Collection entries:
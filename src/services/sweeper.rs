use std::io;
use std::path::{Path, PathBuf};
use std::time::{Duration, SystemTime};

use tokio::task::JoinHandle;
use tokio::time::MissedTickBehavior;

use crate::services::artifacts::{INPUT_EXT, OUTPUT_EXT};

/// What the retention sweeper removes, and how often it looks.
#[derive(Debug, Clone)]
pub struct RetentionPolicy {
    /// Period between sweeps.
    pub interval: Duration,
    /// Files whose mtime is older than this are removed.
    pub max_age: Duration,
    /// Extensions of tracked artifacts.
    pub extensions: Vec<String>,
}

impl RetentionPolicy {
    pub fn new(interval: Duration, max_age: Duration) -> Self {
        Self {
            interval,
            max_age,
            extensions: vec![INPUT_EXT.to_string(), OUTPUT_EXT.to_string()],
        }
    }
}

/// Start the periodic retention sweep for the process lifetime.
///
/// The sweeper is a safety net for jobs the client abandoned: retrieval
/// never ran for them, so their artifacts outlive their store records. It
/// works purely on the filesystem and needs no job bookkeeping.
pub fn spawn_sweeper(root: PathBuf, policy: RetentionPolicy) -> JoinHandle<()> {
    tokio::spawn(async move {
        let mut tick = tokio::time::interval(policy.interval);
        tick.set_missed_tick_behavior(MissedTickBehavior::Delay);
        loop {
            tick.tick().await;
            match sweep_once(&root, &policy).await {
                Ok(0) => tracing::debug!("retention sweep: nothing stale"),
                Ok(removed) => tracing::info!(removed, "retention sweep removed stale artifacts"),
                Err(e) => tracing::warn!(error = %e, "retention sweep failed"),
            }
        }
    })
}

/// One pass over the temp root: unlink tracked files older than the policy
/// allows. Exposed separately so tests can drive a sweep directly.
pub async fn sweep_once(root: &Path, policy: &RetentionPolicy) -> io::Result<usize> {
    let now = SystemTime::now();
    let mut removed = 0;
    let mut entries = tokio::fs::read_dir(root).await?;

    while let Some(entry) = entries.next_entry().await? {
        let path = entry.path();
        let tracked = path
            .extension()
            .and_then(|e| e.to_str())
            .map(|ext| policy.extensions.iter().any(|t| t == ext))
            .unwrap_or(false);
        if !tracked {
            continue;
        }

        let Ok(meta) = entry.metadata().await else {
            continue;
        };
        if !meta.is_file() {
            continue;
        }
        let Ok(modified) = meta.modified() else {
            continue;
        };

        let age = now.duration_since(modified).unwrap_or_default();
        if age < policy.max_age {
            continue;
        }

        match tokio::fs::remove_file(&path).await {
            Ok(()) => {
                removed += 1;
                tracing::debug!(path = %path.display(), "removed stale artifact");
            }
            // Retrieval may have consumed the job mid-sweep.
            Err(e) if e.kind() == io::ErrorKind::NotFound => {}
            Err(e) => {
                tracing::warn!(path = %path.display(), error = %e, "failed to remove stale artifact");
            }
        }
    }

    Ok(removed)
}
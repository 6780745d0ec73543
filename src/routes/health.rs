use axum::extract::State;
use axum::http::StatusCode;
use axum::Json;
use serde::Serialize;

use crate::app_state::AppState;

#[derive(Serialize)]
pub struct HealthResponse {
    pub status: String,
    pub version: String,
    pub checks: HealthChecks,
}

#[derive(Serialize)]
pub struct HealthChecks {
    pub temp_dir: ComponentHealth,
    pub queue: QueueHealth,
}

#[derive(Serialize)]
pub struct ComponentHealth {
    pub status: String,
    pub latency_ms: Option<u64>,
}

#[derive(Serialize)]
pub struct QueueHealth {
    pub status: String,
    pub depth: usize,
    pub capacity: usize,
}

/// GET /health — temp-root and queue status.
pub async fn health_check(State(state): State<AppState>) -> (StatusCode, Json<HealthResponse>) {
    let start = std::time::Instant::now();

    // The artifact root must exist and be a directory for the pipeline to
    // function at all.
    let temp_check = match tokio::fs::metadata(state.artifacts.root()).await {
        Ok(meta) if meta.is_dir() => ComponentHealth {
            status: "ok".to_string(),
            latency_ms: Some(start.elapsed().as_millis() as u64),
        },
        _ => ComponentHealth {
            status: "error".to_string(),
            latency_ms: None,
        },
    };

    let depth = state.queue.depth().await;
    let capacity = state.queue.capacity();
    let queue_check = QueueHealth {
        status: if depth < capacity { "ok" } else { "saturated" }.to_string(),
        depth,
        capacity,
    };

    let all_healthy = temp_check.status == "ok";
    let status_code = if all_healthy {
        StatusCode::OK
    } else {
        StatusCode::SERVICE_UNAVAILABLE
    };

    let response = HealthResponse {
        status: if all_healthy {
            "ok".to_string()
        } else {
            "degraded".to_string()
        },
        version: env!("CARGO_PKG_VERSION").to_string(),
        checks: HealthChecks {
            temp_dir: temp_check,
            queue: queue_check,
        },
    };

    (status_code, Json(response))
}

Instructions for the task:
If a line in the entries above contains "crate", include it in the count, then report only the total.

Solved problem:
2